Añade san Anselmo para acrecentar nuestra confianza que cuando recurrimos a esta divina Madre no sólo debemos estar seguros de su protección, sino de que, a veces, parecerá que somos más presto oídos y salvados acudiendo a María e invocando su santo nombre que invocando el nombre de Jesús nuestro

Salvador. Y da esta razón: que a Cristo, como Juez, le corresponde castigar, y a la Virgen como madre, siempre le corresponde compadecerse. Quiere decir que encontramos antes la salvación recurriendo a la Madre que al Hijo, no porque sea María más poderosa que el Hijo para salvarnos, pues bien sabemos que Jesús es nuestro exclusivo Redentor, quien con sus méritos nos ha obtenido y él únicamente obtiene la salvación, sino porque recurriendo a Jesús y considerándolo también como nuestro Juez, a quien corresponde castigar a los ingratos, nos puede faltar (sin culpa de él) la confianza necesaria para ser oídos; pero acudiendo a María, que no tiene otra misión más que la de compadecerse como madre de misericordia y de defendernos como nuestra abogada, pareciera que nuestra confianza fuera más segura y más grande. “Muchas cosas se piden a Dios y no se obtienen, y muchas se piden a María y se consiguen porque Dios ha dispuesto honrarla de esta manera”. Y eso ¿por qué? Y responde Nicéforo que esto sucede no porque María sea más poderosa que Dios, sino porque Dios ha decretado que así tiene que ser honrada su Madre.

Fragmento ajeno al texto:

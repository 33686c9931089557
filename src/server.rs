//! Connection State Machine: per-connection command dispatch, extension
//! advertisement, the MAIL/RCPT/DATA transaction lifecycle, SASL
//! continuation routing, STARTTLS, XCLIENT/XFORWARD, and the abuse counters.
//!
//! One `match` arm per verb over a small persistent state struct, with
//! stream-based DATA reception, dispatching to the full verb table and
//! handler surface below.

use std::future::Future;
use std::net::IpAddr;
use std::pin::Pin;
use std::task::{Context as TaskContext, Poll};
use std::time::Duration;

use async_trait::async_trait;
use bytes::Bytes;
use futures::{FutureExt, SinkExt, Stream, StreamExt};
use tokio::io::{AsyncRead, AsyncWrite};
use tokio::time::{Instant, Sleep};
use tokio_util::codec::{Framed, FramedParts};
use tokio_util::sync::CancellationToken;

use crate::address::{self, ParamValue};
use crate::config::Config;
use crate::error::{AddressError, ServerError};
use crate::frame::{Frame, SmtpCodec};
use crate::reply::Reply;
use crate::sasl::{self, AuthExchange, AuthOutcome, AuthRequest, SaslMechanism, SaslStep};
use crate::session::{normalize_ip, EnvelopeAddress, OpeningCommand, Session, TlsInfo};

/// The shape every handler callback returns: `Ok` accepts (an optional reply
/// overriding the default success text), `Err` rejects (an optional reply
/// overriding the default failure text).
pub type HandlerResult = Result<Option<Reply>, Option<Reply>>;

/// Outcome of `Handler::on_data`: a single SMTP
/// response, or one outcome per recipient for LMTP. A `Single` outcome under
/// LMTP broadcasts to every recipient.
#[derive(Debug)]
pub enum DataOutcome {
    Single(HandlerResult),
    PerRecipient(Vec<HandlerResult>),
}

/// The DATA-phase body as the handler sees it: already dot-unstuffed,
/// exposing byte count and whether the configured size cap was exceeded
/// once fully drained.
pub trait BodyStream: Stream<Item = std::io::Result<Bytes>> + Unpin + Send {
    fn byte_length(&self) -> u64;
    fn size_exceeded(&self) -> bool;
}

struct DataChunks<'a, S> {
    framed: &'a mut Framed<S, SmtpCodec>,
    byte_length: u64,
    size_exceeded: bool,
    done: bool,
    /// Set once the idle timer (reset on every chunk) fires mid-DATA.
    timed_out: bool,
    idle_timeout: Duration,
    idle_timer: Pin<Box<Sleep>>,
}

impl<'a, S> DataChunks<'a, S> {
    fn new(framed: &'a mut Framed<S, SmtpCodec>, idle_timeout: Duration) -> Self {
        DataChunks {
            framed,
            byte_length: 0,
            size_exceeded: false,
            done: false,
            timed_out: false,
            idle_timeout,
            idle_timer: Box::pin(tokio::time::sleep(idle_timeout)),
        }
    }

    fn is_terminated(&self) -> bool {
        self.done
    }
}

impl<'a, S> BodyStream for DataChunks<'a, S>
where
    S: AsyncRead + AsyncWrite + Unpin + Send,
{
    fn byte_length(&self) -> u64 {
        self.byte_length
    }

    fn size_exceeded(&self) -> bool {
        self.size_exceeded
    }
}

impl<'a, S> Stream for DataChunks<'a, S>
where
    S: AsyncRead + AsyncWrite + Unpin,
{
    type Item = std::io::Result<Bytes>;

    fn poll_next(self: Pin<&mut Self>, cx: &mut TaskContext<'_>) -> Poll<Option<Self::Item>> {
        let this = self.get_mut();
        if this.done {
            return Poll::Ready(None);
        }
        match Pin::new(&mut *this.framed).poll_next(cx) {
            Poll::Ready(Some(Ok(Frame::DataChunk(bytes)))) => {
                this.byte_length += bytes.len() as u64;
                this.idle_timer.as_mut().reset(Instant::now() + this.idle_timeout);
                Poll::Ready(Some(Ok(bytes)))
            }
            Poll::Ready(Some(Ok(Frame::DataComplete(result)))) => {
                this.size_exceeded = result.size_exceeded;
                this.done = true;
                Poll::Ready(None)
            }
            Poll::Ready(Some(Ok(Frame::Command(_)))) => {
                this.done = true;
                Poll::Ready(None)
            }
            Poll::Ready(Some(Err(e))) => Poll::Ready(Some(Err(e))),
            Poll::Ready(None) => {
                this.done = true;
                Poll::Ready(None)
            }
            Poll::Pending => match this.idle_timer.as_mut().poll(cx) {
                Poll::Ready(()) => {
                    this.done = true;
                    this.timed_out = true;
                    Poll::Ready(Some(Err(std::io::Error::new(std::io::ErrorKind::TimedOut, "idle timeout during DATA"))))
                }
                Poll::Pending => Poll::Pending,
            },
        }
    }
}

/// The collaborator surface an embedder implements, one instance per
/// connection.
#[async_trait]
pub trait Handler: Send {
    async fn on_connect(&mut self, session: &Session) -> HandlerResult;
    async fn on_auth(&mut self, request: AuthRequest, session: &Session) -> AuthOutcome;
    async fn on_mail_from(&mut self, address: &EnvelopeAddress, session: &Session) -> HandlerResult;
    async fn on_rcpt_to(&mut self, address: &EnvelopeAddress, session: &Session) -> HandlerResult;
    async fn on_data<S>(&mut self, body: &mut S, session: &Session) -> DataOutcome
    where
        S: BodyStream;
    async fn on_secure(&mut self, session: &Session);
    async fn on_close(&mut self, session: &Session);
    /// Whether to honour a `STARTTLS` request right now. The TLS context
    /// itself (certificate/SNI selection) lives on the supervisor, not the
    /// handler; this is purely a policy gate.
    async fn tls_request(&mut self, session: &Session) -> bool;

    /// Reverse-DNS lookup of the peer address, run during the greeting
    /// phase under a 1.5s cap. The default does no lookup, which
    /// leaves `Session::client_hostname` unset and greetings fall back to
    /// the bracketed literal.
    async fn reverse_lookup(&mut self, _addr: IpAddr) -> Vec<String> {
        Vec::new()
    }
}

/// A recognized (or not) command line, tokenized on the first whitespace run
/// . `MailFrom`/`RcptTo` carry the whole original line since the
/// Address-Command Parser re-validates the verb prefix itself.
#[derive(Debug, Clone)]
enum Command {
    Ehlo(String),
    Helo(String),
    Lhlo(String),
    MailFrom(String),
    RcptTo(String),
    Data,
    Bdat(u64, bool),
    Rset,
    Noop,
    Vrfy,
    Expn,
    Help,
    Quit,
    StartTls,
    Auth(String),
    XClient(String),
    XForward(String),
    Unknown(String),
}

impl Command {
    fn verb(&self) -> &'static str {
        match self {
            Command::Ehlo(_) => "EHLO",
            Command::Helo(_) => "HELO",
            Command::Lhlo(_) => "LHLO",
            Command::MailFrom(_) => "MAIL",
            Command::RcptTo(_) => "RCPT",
            Command::Data => "DATA",
            Command::Bdat(..) => "BDAT",
            Command::Rset => "RSET",
            Command::Noop => "NOOP",
            Command::Vrfy => "VRFY",
            Command::Expn => "EXPN",
            Command::Help => "HELP",
            Command::Quit => "QUIT",
            Command::StartTls => "STARTTLS",
            Command::Auth(_) => "AUTH",
            Command::XClient(_) => "XCLIENT",
            Command::XForward(_) => "XFORWARD",
            Command::Unknown(_) => "UNKNOWN",
        }
    }

    /// Gate 2: verbs that need `opening_command` to already be set.
    fn requires_greeting(&self) -> bool {
        matches!(
            self,
            Command::MailFrom(_) | Command::RcptTo(_) | Command::Data | Command::Auth(_) | Command::Bdat(..)
        )
    }

    /// Gate 3: verbs refused without a successful AUTH, unless
    /// `auth_optional`.
    fn requires_auth(&self) -> bool {
        matches!(self, Command::MailFrom(_) | Command::RcptTo(_) | Command::Data)
    }
}

fn parse_command(line: &str) -> Command {
    if line.is_empty() {
        return Command::Unknown(String::new());
    }
    let (verb, rest) = match line.find(char::is_whitespace) {
        Some(i) => (&line[..i], line[i..].trim_start()),
        None => (line, ""),
    };
    match verb.to_ascii_uppercase().as_str() {
        "EHLO" => Command::Ehlo(rest.to_string()),
        "HELO" => Command::Helo(rest.to_string()),
        "LHLO" => Command::Lhlo(rest.to_string()),
        "MAIL" => Command::MailFrom(line.to_string()),
        "RCPT" => Command::RcptTo(line.to_string()),
        "DATA" => Command::Data,
        "BDAT" => parse_bdat(rest),
        "RSET" => Command::Rset,
        "NOOP" => Command::Noop,
        "VRFY" => Command::Vrfy,
        "EXPN" => Command::Expn,
        "HELP" => Command::Help,
        "QUIT" => Command::Quit,
        "STARTTLS" => Command::StartTls,
        "AUTH" => Command::Auth(rest.to_string()),
        "XCLIENT" => Command::XClient(rest.to_string()),
        "XFORWARD" => Command::XForward(rest.to_string()),
        _ => Command::Unknown(line.to_string()),
    }
}

fn parse_bdat(rest: &str) -> Command {
    let mut parts = rest.split_ascii_whitespace();
    let size = parts.next().and_then(|s| s.parse::<u64>().ok()).unwrap_or(0);
    let last = parts.next().is_some_and(|s| s.eq_ignore_ascii_case("LAST"));
    Command::Bdat(size, last)
}

fn address_error_reply(err: AddressError) -> Reply {
    match err {
        AddressError::EnvidTooLong => Reply::new(501, None, "ENVID exceeds configured maximum length"),
        AddressError::VerbMismatch
        | AddressError::MissingAddress
        | AddressError::EmptyAddressNotAllowed
        | AddressError::BadXtext
        | AddressError::BadParameter(_) => Reply::param_syntax_error(),
    }
}

/// Mid-exchange continuation state: the next command-mode line is routed
/// here instead of through [`parse_command`].
enum NextAction {
    None,
    Authenticating { mechanism: SaslMechanism, state: AuthExchange },
    /// XOAUTH2 failure path: one more `334` payload already sent, awaiting
    /// the client's mandatory `*` before the final `535`.
    AwaitingXoauth2Abort { response_code: u16, message: Option<String> },
}

/// What the connection loop decided after dispatching one command.
enum DispatchOutcome {
    Continue,
    Quit,
    StartTls,
}

/// Result of running a connection to completion or to a STARTTLS handoff
/// point. The supervisor performs the actual
/// handshake and re-invokes [`Connection::serve`] on the wrapped stream.
pub enum ConnectionExit<S> {
    Done,
    StartTls(S),
}

/// Per-connection state machine driver. One instance per accepted socket;
/// outlives STARTTLS upgrades (the supervisor keeps reusing it across calls
/// to [`Connection::serve`] with progressively wrapped stream types).
pub struct Connection<'a, H> {
    config: &'a Config,
    handler: &'a mut H,
    session: Session,
    next_action: NextAction,
    unrecognised_commands: u32,
    unauthenticated_commands: u32,
    /// Whether the greeting phase (reverse DNS, `on_connect`, the 220
    /// banner) has already run. `serve` may be called more than once on the
    /// same `Connection` across a STARTTLS handoff; the greeting must not
    /// repeat on the second call.
    greeted: bool,
    /// Cancelled by the supervisor's graceful-close deadline ; `None`
    /// when the connection is driven standalone, outside a `Server`.
    shutdown: Option<CancellationToken>,
}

Qué dulce promesa le hizo el Señor a santa Brígida. Se lee en el libro primero de sus Revelaciones, capítulo 50, que un día oyó la santa que hablando Jesús con su Madre le decía: “Madre querida, pídeme lo que quieras que nada te negaré; y bien sabes que a todos los que me buscan por amor a ti, aunque sean pecadores, con tal que deseen enmendarse, yo prometo escucharlos”. Lo mismo fue revelado a santa Gertrudis cuando oyó que nuestro Redentor decía a María que él, con su omnipotencia, le había concedido tener misericordia con los pecadores que la invocaban y tenía licencia para usar de esa misericordia como le pareciere.

Que todos los que invoquen a María con total confianza, como a madre de misericordia, le hablen como san Agustín: “Acuérdate, oh piadosísima Mará, que jamás se ha oído decir que nadie de los que han implorado tu protección se haya visto por ti abandonado”. Y por eso perdóname si te digo que no quiero ser este primer desgraciado que recurriendo a ti se vaya a ver abandonado.

EJEMPLO

María socorre a san Francisco de Sales

Muy bien experimentó la fuerza de esta oración san Francisco de Sales, como se narra en su vida. Tenía el santo unos diecisiete años y se encontraba en París dedicado al estudio y entregado al santo amor de Dios, disfrutando de dulces delicias de cielo. Mas el Señor, para probarlo y estrecharlo más a su amor, permitió que el demonio le obsesionase con la tentación de que todo lo que hacía era perdido porque en los divinos decretos estaba reprobado. La oscuridad y aridez en que Dios quiso dejarlo al mismo tiempo, porque se encontraba insensible a los pensamientos más dulces sobre la divina bondad, hicieron que la tentación tomara más fuerza para afligir el corazón del santo joven, hasta el punto de que por esos temores y desolaciones perdió el apetito, el sueño, el color y la alegría, de modo que daba lástima a todos los que lo veían.

Mientras duraba aquella terrible tempestad, el santo joven no sabía concebir otros pensamientos ni proferir otras palabras que no fueran de desconfianza y de dolor. “¿Con que –decía– estaré privado de la gracia de Dios, que en lo pasado se me ha mostrado tan amante y suave? ¡Oh amor, oh belleza a quien he consagrado todos mis afectos! ¿Ya no gozaré más de tus consolaciones? ¡Oh Virgen Madre de Dios, la más hermosa de todas las hijas de Jerusalén! ¿Es que no te he de ver en el paraíso? Ah Señor, ¿es que no he de ver tu rostro? Al menos no permitas que yo vaya a blasfemar y maldecirte en el infierno”. Estos eran los tiernos sentimientos de aquel corazón afligido y enamorado de Dios y de la Virgen.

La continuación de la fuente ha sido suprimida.